Service Health
Incident affecting Operations, Cloud Monitoring
Elevated error rate across all monitoring API endpoints globally
Incident began at 2021-08-06 14:25 and ended at 2021-08-06 20:53 (all times are US/Pacific).
Date | Time | Description | |
---|---|---|---|
| 9 Aug 2021 | 09:02 PDT | We apologize for the inconvenience this service disruption/outage may have caused. We would like to provide some information about this incident below. Please note, this information is based on our best knowledge at the time of posting and is subject to change as our investigation continues.
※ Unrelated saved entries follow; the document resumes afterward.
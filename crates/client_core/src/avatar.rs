use shared::domain::EmployeeId;

#[derive(Debug, Clone, Copy, PartialEq, Eq)]
pub struct Rgb {
    pub r: u8,
    pub g: u8,
    pub b: u8,
}

impl Rgb {
    pub const fn from_hex(hex: u32) -> Self {
        Self {
            r: ((hex >> 16) & 0xff) as u8,
            g: ((hex >> 8) & 0xff) as u8,
            b: (hex & 0xff) as u8,
        }
    }

    pub fn to_hex(self) -> String {
        format!("#{:02x}{:02x}{:02x}", self.r, self.g, self.b)
    }
}

/// Two-stop diagonal gradient behind a card's initials.
#[derive(Debug, Clone, Copy, PartialEq, Eq)]
pub struct AvatarGradient {
    pub start: Rgb,
    pub end: Rgb,
}

const fn gradient(start: u32, end: u32) -> AvatarGradient {
    AvatarGradient {
        start: Rgb::from_hex(start),
        end: Rgb::from_hex(end),
    }
}

pub const AVATAR_PALETTE: [AvatarGradient; 8] = [
    gradient(0x667eea, 0x764ba2),
    gradient(0xf093fb, 0xf5576c),
    gradient(0x4facfe, 0x00f2fe),
    gradient(0x43e97b, 0x38f9d7),
    gradient(0xfa709a, 0xfee140),
    gradient(0x30cfd0, 0x330867),
    gradient(0xa8edea, 0xfed6e3),
    gradient(0xff9a9e, 0xfecfef),
];

/// Palette entry for `id mod 8`. Negative ids wrap instead of panicking.
pub fn avatar_gradient(id: EmployeeId) -> AvatarGradient {
    let index = id.0.rem_euclid(AVATAR_PALETTE.len() as i64) as usize;
    AVATAR_PALETTE[index]
}

pub fn initials(first_name: &str, last_name: &str) -> String {
    first_name
        .chars()
        .next()
        .into_iter()
        .chain(last_name.chars().next())
        .flat_map(char::to_uppercase)
        .collect()
}
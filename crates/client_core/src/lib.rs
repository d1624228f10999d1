use std::sync::Arc;

use async_trait::async_trait;
use reqwest::Client;
use shared::domain::{Employee, EmployeeId};
use tracing::{debug, error};
use url::Url;

pub mod avatar;
pub mod config;
pub mod directory;
pub mod error;
pub mod search;
pub mod view;

pub use directory::{DirectoryController, DirectoryPhase, DirectoryState, LoadOutcome, LoadTicket};
pub use error::{FetchFailure, FetchFailureKind, FETCH_FAILURE_FALLBACK};
pub use search::{filter_employees, matches_query, SearchDebouncer};
pub use view::{DirectoryView, EmployeeCard, ViewKind};

/// Where employee records come from.
///
/// `list_employees` is the only required operation; the lookups below are
/// built on top of it and cost one full listing each.
#[async_trait]
pub trait EmployeeSource: Send + Sync {
    async fn list_employees(&self) -> Result<Vec<Employee>, FetchFailure>;

    async fn find_employee(&self, id: EmployeeId) -> Result<Option<Employee>, FetchFailure> {
        let employees = self.list_employees().await?;
        Ok(employees.into_iter().find(|employee| employee.id == id))
    }

    async fn search_employees(&self, query: &str) -> Result<Vec<Employee>, FetchFailure> {
        let employees = self.list_employees().await?;
        Ok(filter_employees(&employees, query))
    }
}

#[async_trait]
impl<S: EmployeeSource + ?Sized> EmployeeSource for Arc<S> {
    async fn list_employees(&self) -> Result<Vec<Employee>, FetchFailure> {
        (**self).list_employees().await
    }
}

/// Lists employees with a plain GET against a fixed endpoint.
pub struct HttpEmployeeSource {
    http: Client,
    endpoint: Url,
}

impl HttpEmployeeSource {
    pub fn new(endpoint: &str) -> anyhow::Result<Self> {
        Self::with_client(Client::new(), endpoint)
    }

    pub fn with_client(http: Client, endpoint: &str) -> anyhow::Result<Self> {
        Ok(Self {
            http,
            endpoint: config::parse_endpoint(endpoint)?,
        })
    }

    pub fn endpoint(&self) -> &Url {
        &self.endpoint
    }
}

#[async_trait]
impl EmployeeSource for HttpEmployeeSource {
    async fn list_employees(&self) -> Result<Vec<Employee>, FetchFailure> {
        let endpoint = self.endpoint.as_str();
        debug!(endpoint, "fetching employees");

        let response = match self.http.get(self.endpoint.clone()).send().await {
            Ok(response) => response,
            Err(err) => {
                error!(endpoint, "error fetching employees: {err}");
                return Err(FetchFailure::transport());
            }
        };

        let status = response.status();
        let body = match response.bytes().await {
            Ok(body) => body,
            Err(err) => {
                error!(endpoint, status = status.as_u16(), "error reading employee response: {err}");
                return Err(FetchFailure::transport());
            }
        };

        if !status.is_success() {
            let failure = FetchFailure::from_status(status.as_u16(), &body);
            error!(endpoint, status = status.as_u16(), "employee endpoint returned error: {failure}");
            return Err(failure);
        }

        match serde_json::from_slice::<Vec<Employee>>(&body) {
            Ok(employees) => {
                debug!(endpoint, count = employees.len(), "fetched employees");
                Ok(employees)
            }
            Err(err) => {
                error!(endpoint, "invalid employee list payload: {err}");
                Err(FetchFailure::from_undecodable_body(&body))
            }
        }
    }
}

#[cfg(test)]
#[path = "tests/lib_tests.rs"]
mod tests;
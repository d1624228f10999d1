//! Backend commands queued from UI to backend worker.

use client_core::LoadTicket;

#[derive(Debug)]
pub enum BackendCommand {
    ListEmployees { ticket: LoadTicket },
}

impl BackendCommand {
    pub fn name(&self) -> &'static str {
        match self {
            BackendCommand::ListEmployees { .. } => "list_employees",
        }
    }
}
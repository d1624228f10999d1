//! Screen state for the directory window, independent of egui.
//!
//! Combines the directory reducer with the search debouncer and remembers
//! which load is still in flight so plumbing failures can end it.

use std::time::{Duration, Instant};

use client_core::{
    DirectoryState, DirectoryView, FetchFailure, FetchFailureKind, LoadOutcome, LoadTicket,
    SearchDebouncer,
};

use crate::controller::events::{UiError, UiEvent};

pub struct DirectoryScreen {
    directory: DirectoryState,
    search: SearchDebouncer,
    in_flight: Option<LoadTicket>,
    status: String,
}

impl DirectoryScreen {
    pub fn new(debounce: Duration) -> Self {
        Self {
            directory: DirectoryState::new(),
            search: SearchDebouncer::new(debounce),
            in_flight: None,
            status: "Starting...".to_string(),
        }
    }

    /// Starts the initial load. The caller queues the returned ticket.
    pub fn mount(&mut self) -> LoadTicket {
        let ticket = self.directory.begin_load();
        self.in_flight = Some(ticket);
        ticket
    }

    pub fn retry(&mut self) -> Option<LoadTicket> {
        let ticket = self.directory.begin_retry()?;
        self.in_flight = Some(ticket);
        Some(ticket)
    }

    pub fn apply_event(&mut self, event: UiEvent) {
        match event {
            UiEvent::Info(message) => {
                self.status = message;
            }
            UiEvent::EmployeesLoaded { ticket, result } => {
                match self.directory.complete_load(ticket, result) {
                    LoadOutcome::Stale => return,
                    LoadOutcome::Loaded { count } => {
                        self.status = format!("Loaded {count} employees");
                    }
                    LoadOutcome::Failed => {
                        self.status = "Employee load failed".to_string();
                    }
                }
                self.in_flight = None;
            }
            UiEvent::Error(err) => self.fail_in_flight(&err),
        }
    }

    /// Ends the in-flight load, if any, with a plumbing error so the window
    /// does not spin forever.
    pub fn fail_in_flight(&mut self, err: &UiError) {
        tracing::error!(context = ?err.context(), "desktop plumbing error: {}", err.message());
        self.status = err.user_message();
        if let Some(ticket) = self.in_flight.take() {
            let failure = FetchFailure::new(FetchFailureKind::Transport, err.user_message());
            self.directory.complete_load(ticket, Err(failure));
        }
    }

    pub fn on_search_input(&mut self, term: String, now: Instant) {
        self.search.input(term, now);
    }

    pub fn on_clear(&mut self, now: Instant) {
        self.search.clear(now);
    }

    /// Applies the settled query, if one is due. Returns true when it did.
    pub fn tick(&mut self, now: Instant) -> bool {
        match self.search.poll(now) {
            Some(query) => {
                self.directory.apply_search(query);
                true
            }
            None => false,
        }
    }

    pub fn next_wakeup(&self, now: Instant) -> Option<Duration> {
        self.search.time_until_settle(now)
    }

    pub fn search_term(&self) -> &str {
        self.search.search_term()
    }

    pub fn status(&self) -> &str {
        &self.status
    }

    pub fn is_busy(&self) -> bool {
        self.in_flight.is_some()
    }

    pub fn view(&self) -> DirectoryView {
        DirectoryView::from_state(&self.directory)
    }

    pub fn teardown(&mut self) {
        self.search.cancel();
    }
}
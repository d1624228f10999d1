//! Client-side search: the match predicate and the input debouncer.
//!
//! Filtering is local and synchronous. The debouncer only limits how often
//! the filtered view is recomputed while the user is typing.

use std::time::{Duration, Instant};

use shared::domain::Employee;

pub const DEFAULT_DEBOUNCE: Duration = Duration::from_millis(300);

pub fn is_blank_query(query: &str) -> bool {
    query.trim().is_empty()
}

/// Case-insensitive substring match against first name, last name or role.
///
/// Each field is checked on its own, so a query spanning two fields
/// ("ada love") never matches. A blank query matches everything.
pub fn matches_query(employee: &Employee, query: &str) -> bool {
    if is_blank_query(query) {
        return true;
    }
    field_matches(employee, &query.to_lowercase())
}

fn field_matches(employee: &Employee, needle: &str) -> bool {
    employee.first_name.to_lowercase().contains(needle)
        || employee.last_name.to_lowercase().contains(needle)
        || employee.role.to_lowercase().contains(needle)
}

/// Order-preserving subsequence of `employees` matching `query`.
pub fn filter_employees(employees: &[Employee], query: &str) -> Vec<Employee> {
    if is_blank_query(query) {
        return employees.to_vec();
    }
    let needle = query.to_lowercase();
    employees
        .iter()
        .filter(|employee| field_matches(employee, &needle))
        .cloned()
        .collect()
}

/// Handle for the one scheduled settle. Dropping or replacing it cancels the
/// settle.
#[derive(Debug, Clone, Copy, PartialEq, Eq)]
struct PendingSettle {
    deadline: Instant,
}

/// Tracks the search box contents and decides when a query has settled.
///
/// The caller drives time explicitly: `input`/`clear` on each edit, `poll`
/// from its event loop. `time_until_settle` tells a frame-driven UI when to
/// wake up next.
#[derive(Debug, Clone)]
pub struct SearchDebouncer {
    delay: Duration,
    search_term: String,
    pending: Option<PendingSettle>,
}

impl Default for SearchDebouncer {
    fn default() -> Self {
        Self::new(DEFAULT_DEBOUNCE)
    }
}

impl SearchDebouncer {
    pub fn new(delay: Duration) -> Self {
        Self {
            delay,
            search_term: String::new(),
            pending: None,
        }
    }

    pub fn delay(&self) -> Duration {
        self.delay
    }

    /// Current raw input, echoed back into the text box.
    pub fn search_term(&self) -> &str {
        &self.search_term
    }

    /// Records an edit. A changed value cancels any pending settle and
    /// schedules a new one `delay` after `now`.
    pub fn input(&mut self, term: impl Into<String>, now: Instant) {
        let term = term.into();
        if term == self.search_term {
            return;
        }
        self.search_term = term;
        self.reschedule(now);
    }

    pub fn clear(&mut self, now: Instant) {
        self.input(String::new(), now);
    }

    fn reschedule(&mut self, now: Instant) {
        self.pending = Some(PendingSettle {
            deadline: now + self.delay,
        });
    }

    /// Returns the settled query once its deadline has passed. Each scheduled
    /// settle fires at most once.
    pub fn poll(&mut self, now: Instant) -> Option<String> {
        match self.pending {
            Some(pending) if now >= pending.deadline => {
                self.pending = None;
                Some(self.search_term.clone())
            }
            _ => None,
        }
    }

    pub fn is_pending(&self) -> bool {
        self.pending.is_some()
    }

    pub fn time_until_settle(&self, now: Instant) -> Option<Duration> {
        self.pending
            .map(|pending| pending.deadline.saturating_duration_since(now))
    }

    /// Drops the pending settle without firing it (teardown).
    pub fn cancel(&mut self) {
        if self.pending.take().is_some() {
            tracing::debug!("canceled pending search settle");
        }
    }
}

#[cfg(test)]
#[path = "tests/search_tests.rs"]
mod tests;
If you have experienced impact outside of what is listed below, please reach out to Google Support by opening a case using https://cloud.google.com/support (All Times US/Pacific) Incident Start: 06 August 2021 14:25 Incident End: 06 August 2021 20:53 Duration: 6 hours, 28 minutes Affected Services and Features: Google Cloud Monitoring Regions/Zones: Global Description: Google Cloud Monitoring experienced increased latency and error rates for monitoring endpoints globally for 6 hours, 28 minutes. From preliminary analysis, the root cause of the issue is an overload of a monitoring API dependency that serves metric and monitored resource descriptors. Customer Impact: Requests against the monitoring API would have seen increased timeouts, errors, and latency. Cloud Monitoring dashboards would have failed to load due to timeout. Additional details: This service disruption was mitigated by increasing the resources available to the affected dependency, and we are confident that there will not be a recurrence. |
| 6 Aug 2021 | 21:32 PDT | The issue with Cloud Monitoring has been resolved for all affected users as of Friday, 2021-08-06 20:53 US/Pacific. We thank you for your patience while we worked on resolving the issue. |
| 6 Aug 2021 | 17:51 PDT | Summary: Elevated error rate across all monitoring API endpoints globally Description: Mitigation work is still underway by our engineering team. We do not have an ETA for mitigation at this point. We will provide more information by Friday, 2021-08-06 21:29 US/Pacific. Diagnosis: None at this time. Workaround: None at this time. |
| 6 Aug 2021 | 16:56 PDT | Summary: Elevated error rate across all monitoring API endpoints globally Description: Mitigation work is still underway by our engineering team. We do not have an ETA for mitigation at this point. We will provide more information by Friday, 2021-08-06 17:59 US/Pacific. Diagnosis: None at this time. Workaround: None at this time. |
| 6 Aug 2021 | 15:58 PDT | Summary: Elevated error rate across all monitoring API endpoints globally Description: Mitigation work is currently underway by our engineering team. We do not have an ETA for mitigation at this point. We will provide more information by Friday, 2021-08-06 16:59 US/Pacific. Diagnosis: None at this time. Workaround: None at this time. |
| 6 Aug 2021 | 15:25 PDT | Summary: Elevated error rate across all monitoring API endpoints globally Description: Mitigation work is currently underway by our engineering team. We do not have an ETA for mitigation at this point. We will provide more information by Friday, 2021-08-06 15:59 US/Pacific. Diagnosis: None at this time. Workaround: None at this time. |
| 6 Aug 2021 | 15:11 PDT | Summary: Elevated error rate across all monitoring API endpoints globally Description: We are experiencing an issue with Cloud Monitoring beginning at Friday, 2021-08-06 14:25 US/Pacific US/Pacific. Our engineering team continues to investigate the issue. We will provide the next update by Friday, 2021-08-06 15:40 US/Pacific US/Pacific. Diagnosis: None at this time. Workaround: None at this time. |
- All times are US/Pacific